Exactly retype the lines of the material from its first line to the line with "const CORRECTIVE_TYPES: &[&str]", including both.

══════════

use super::EntityDef;
use crate::model::{lifecycle, EntityKind, FieldDef, OnDelete};

const FREQUENCIES: &[&str] = &["daily", "weekly", "monthly", "quarterly", "semiannual", "annual"];
const NC_SEVERITIES: &[&str] = &["minor", "major", "critical"];
const NC_SOURCES: &[&str] = &["audit", "customer", "process", "supplier", "other"];
const CORRECTIVE_TYPES: &[&str] = &["corrective", "preventive", "improvement"];
const CORRECTIVE_STATES: &[&str] = &["pending", "in_progress", "implemented", "verified", "closed"];

pub(super) fn definitions() -> Vec<EntityDef> {
    vec![
        EntityDef::new(EntityKind::Indicator, "indicators", "indicators")
            .field(FieldDef::reference("process_id", EntityKind::Process, OnDelete::Cascade).required())
            .field(FieldDef::text("code", 50).required())
            .field(FieldDef::text("name", 200).required())
            .field(FieldDef::long_text("description"))
            .field(FieldDef::long_text("formula"))
            .field(FieldDef::text("unit", 50))
            .field(FieldDef::decimal("target"))
            .field(FieldDef::enumeration("frequency", FREQUENCIES).default_text("monthly"))
            .field(FieldDef::reference("owner_id", EntityKind::User, OnDelete::SetNull))
            .unique_code("code")
            .lifecycle(lifecycle::INDICATOR)
            .filters(&["process_id", "frequency", "owner_id"]),
        EntityDef::new(
            EntityKind::IndicatorMeasurement,
            "indicator_measurements",
            "indicator-measurements",
        )
        .field(
            FieldDef::reference("indicator_id", EntityKind::Indicator, OnDelete::Cascade)
                .required()
                .create_only(),
        )
        .field(FieldDef::text("period", 20).required())
        .field(FieldDef::decimal("value").required())
        .field(FieldDef::decimal("target"))
        .field(FieldDef::boolean("meets_target").derived())
        .field(FieldDef::long_text("notes"))
        .field(FieldDef::reference("recorded_by", EntityKind::User, OnDelete::SetNull))
        .unique(&["indicator_id", "period"])
        .order_by(&["period"])
        .filters(&["indicator_id", "period", "meets_target"]),
        EntityDef::new(EntityKind::Nonconformity, "nonconformities", "nonconformities")
            .field(FieldDef::text("code", 50).required())
            .field(FieldDef::long_text("description").required())
            .field(FieldDef::reference("process_id", EntityKind::Process, OnDelete::SetNull))
            .field(FieldDef::text("nc_type", 50))
            .field(FieldDef::enumeration("source", NC_SOURCES))
            .field(FieldDef::enumeration("severity", NC_SEVERITIES).default_text("minor"))
            .field(FieldDef::reference("detected_by", EntityKind::User, OnDelete::SetNull))
            .field(FieldDef::timestamp("detected_at").default_now())
            .field(FieldDef::long_text("cause_analysis"))
            .field(FieldDef::long_text("action_plan"))
            .field(FieldDef::timestamp("closed_at"))
            .field(FieldDef::reference("owner_id", EntityKind::User, OnDelete::SetNull))
            .unique_code("code")
            .lifecycle(lifecycle::NONCONFORMITY)
            .filters(&["code", "process_id", "source", "severity", "owner_id"]),
        EntityDef::new(EntityKind::CorrectiveAction, "corrective_actions", "corrective-actions")
            .field(FieldDef::reference(
                "nonconformity_id",
                EntityKind::Nonconformity,
                OnDelete::Cascade,
            ))
            .field(FieldDef::reference("finding_id", EntityKind::Finding, OnDelete::SetNull))
            .field(FieldDef::text("code", 50).required())
            .field(FieldDef::enumeration("action_type", CORRECTIVE_TYPES).default_text("corrective"))
            .field(FieldDef::long_text("description").required())
            .field(FieldDef::long_text("root_cause_analysis"))
            .field(FieldDef::long_text("action_plan"))
            .field(FieldDef::reference("owner_id", EntityKind::User, OnDelete::SetNull))
            .field(FieldDef::date("due_on"))
            .field(FieldDef::date("implemented_on"))
            .field(FieldDef::enumeration("state", CORRECTIVE_STATES).default_text("pending"))
            .field(FieldDef::boolean("effectiveness_verified").default_bool(false))
            .field(FieldDef::reference("verified_by", EntityKind::User, OnDelete::SetNull))
            .field(FieldDef::date("verified_on"))
            .field(FieldDef::long_text("notes"))
            .unique_code("code")
            .filters(&[
                "nonconformity_id",
                "finding_id",
                "action_type",
                "owner_id",
                "state",
            ]),
        EntityDef::new(EntityKind::QualityObjective, "quality_objectives", "quality-objectives")
            .field(FieldDef::text("code", 50).required())
            .field(FieldDef::long_text("description").required())
            .field(FieldDef::reference("area_id", EntityKind::Area, OnDelete::SetNull))
            .field(FieldDef::reference("owner_id", EntityKind::User, OnDelete::SetNull))
            .field(FieldDef::timestamp("starts_at").required())
            .field(FieldDef::timestamp("ends_at").required())
            .field(FieldDef::bounded_decimal("progress", 0.0, 100.0).default_int(0))
            .unique_code("code")
            .lifecycle(lifecycle::QUALITY_OBJECTIVE)
            .filters(&["area_id", "owner_id"]),
        EntityDef::new(
            EntityKind::ObjectiveFollowUp,
            "objective_follow_ups",
            "objective-follow-ups",
        )
        .field(
            FieldDef::reference("objective_id", EntityKind::QualityObjective, OnDelete::Cascade)
                .required(),
        )
        .field(FieldDef::timestamp("followed_up_at").default_now())
        .field(FieldDef::decimal("current_value"))
        .field(FieldDef::long_text("notes"))
        .field(FieldDef::reference("owner_id", EntityKind::User, OnDelete::SetNull))
        .order_by(&["followed_up_at"])
        .filters(&["objective_id", "owner_id"]),
    ]
}
use super::EntityDef;
use crate::model::{lifecycle, EntityKind, FieldDef, OnDelete};

pub const PHVA_STAGES: &[&str] = &["plan", "do", "check", "act"];

const PROCESS_TYPES: &[&str] = &["strategic", "operational", "support", "measurement"];
const STAGE_TYPES: &[&str] = &["input", "transformation", "verification", "decision", "output"];
const ACTION_TYPES: &[&str] = &["corrective", "preventive", "improvement"];

const MAX_SEQUENCE: i64 = i32::MAX as i64;

pub(super) fn definitions() -> Vec<EntityDef> {
    vec![
        EntityDef::new(EntityKind::Process, "processes", "processes")
            .field(FieldDef::text("code", 20).required())
            .field(FieldDef::text("name", 200).required())
            .field(FieldDef::reference("area_id", EntityKind::Area, OnDelete::Restrict).required())
            .field(FieldDef::long_text("objective"))
            .field(FieldDef::long_text("scope"))
            .field(FieldDef::enumeration("phva_stage", PHVA_STAGES))
            .field(FieldDef::enumeration("process_type", PROCESS_TYPES))
            .field(FieldDef::reference("owner_id", EntityKind::User, OnDelete::SetNull))
            .field(FieldDef::reference("created_by", EntityKind::User, OnDelete::SetNull))
            .field(FieldDef::text("version", 20).default_text("1.0"))
            .field(FieldDef::date("approved_on"))
            .field(FieldDef::date("next_review_on"))
            .field(FieldDef::boolean("restricted").default_bool(false))
            .field(FieldDef::long_text("inputs"))
            .field(FieldDef::long_text("outputs"))
            .field(FieldDef::long_text("required_resources"))
            .field(FieldDef::long_text("performance_criteria"))
            .unique_code("code")
            .lifecycle(lifecycle::PROCESS)
            .filters(&["code", "area_id", "phva_stage", "process_type", "owner_id"]),
        EntityDef::new(EntityKind::ProcessStage, "process_stages", "process-stages")
            .field(
                FieldDef::reference("process_id", EntityKind::Process, OnDelete::Cascade)
                    .required()
                    .create_only(),
            )
            .field(FieldDef::text("name", 200).required())
            .field(FieldDef::long_text("description"))
            .field(FieldDef::ordinal("sequence", 1, MAX_SEQUENCE).required())
            .field(FieldDef::enumeration("stage_type", STAGE_TYPES))
            .field(FieldDef::enumeration("phva_stage", PHVA_STAGES))
            .field(FieldDef::reference("owner_id", EntityKind::User, OnDelete::SetNull))
            .field(FieldDef::ordinal("estimated_minutes", 0, MAX_SEQUENCE))
            .field(FieldDef::boolean("active").default_bool(true))
            .field(FieldDef::long_text("acceptance_criteria"))
            .field(FieldDef::long_text("required_documents"))
            .unique(&["process_id", "sequence"])
            .order_by(&["sequence"])
            .filters(&["process_id", "phva_stage", "stage_type", "active"]),
        EntityDef::new(EntityKind::ProcessInstance, "process_instances", "process-instances")
            .field(FieldDef::reference("process_id", EntityKind::Process, OnDelete::Cascade).required())
            .field(FieldDef::text("code", 50).required())
            .field(FieldDef::long_text("description"))
            .field(FieldDef::timestamp("started_at").default_now())
            .field(FieldDef::timestamp("finished_at"))
            .field(FieldDef::reference("started_by", EntityKind::User, OnDelete::SetNull))
            .unique_code("code")
            .lifecycle(lifecycle::PROCESS_INSTANCE)
            .filters(&["process_id", "started_by"]),
        EntityDef::new(
            EntityKind::ProcessParticipant,
            "process_participants",
            "process-participants",
        )
        .field(
            FieldDef::reference("instance_id", EntityKind::ProcessInstance, OnDelete::Cascade)
                .required(),
        )
        .field(FieldDef::reference("user_id", EntityKind::User, OnDelete::Cascade).required())
        .field(FieldDef::text("participation_role", 50))
        .field(FieldDef::timestamp("assigned_at").default_now())
        .field(FieldDef::boolean("active").default_bool(true))
        .unique(&["instance_id", "user_id"])
        .filters(&["instance_id", "user_id", "active"]),
        EntityDef::new(EntityKind::ProcessAction, "process_actions", "process-actions")
            .field(FieldDef::reference("process_id", EntityKind::Process, OnDelete::Cascade).required())
            .field(FieldDef::text("code", 50).required())
            .field(FieldDef::text("name", 200).required())
            .field(FieldDef::long_text("description"))
            .field(FieldDef::enumeration("action_type", ACTION_TYPES).required())
            .field(FieldDef::text("origin", 100))
            .field(FieldDef::reference("owner_id", EntityKind::User, OnDelete::SetNull))
            .field(FieldDef::date("planned_on"))
            .field(FieldDef::date("implemented_on"))
            .field(FieldDef::date("verified_on"))
            .field(FieldDef::long_text("effectiveness"))
            .field(FieldDef::long_text("notes"))
            .unique_code("code")
            .lifecycle(lifecycle::IMPROVEMENT_ACTION)
            .filters(&["process_id", "action_type", "owner_id"]),
    ]
}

══════════

## Reply
use super::EntityDef;
use crate::model::{lifecycle, EntityKind, FieldDef, OnDelete};

const FREQUENCIES: &[&str] = &["daily", "weekly", "monthly", "quarterly", "semiannual", "annual"];
const NC_SEVERITIES: &[&str] = &["minor", "major", "critical"];
const NC_SOURCES: &[&str] = &["audit", "customer", "process", "supplier", "other"];
const CORRECTIVE_TYPES: &[&str] = &["corrective", "preventive", "improvement"];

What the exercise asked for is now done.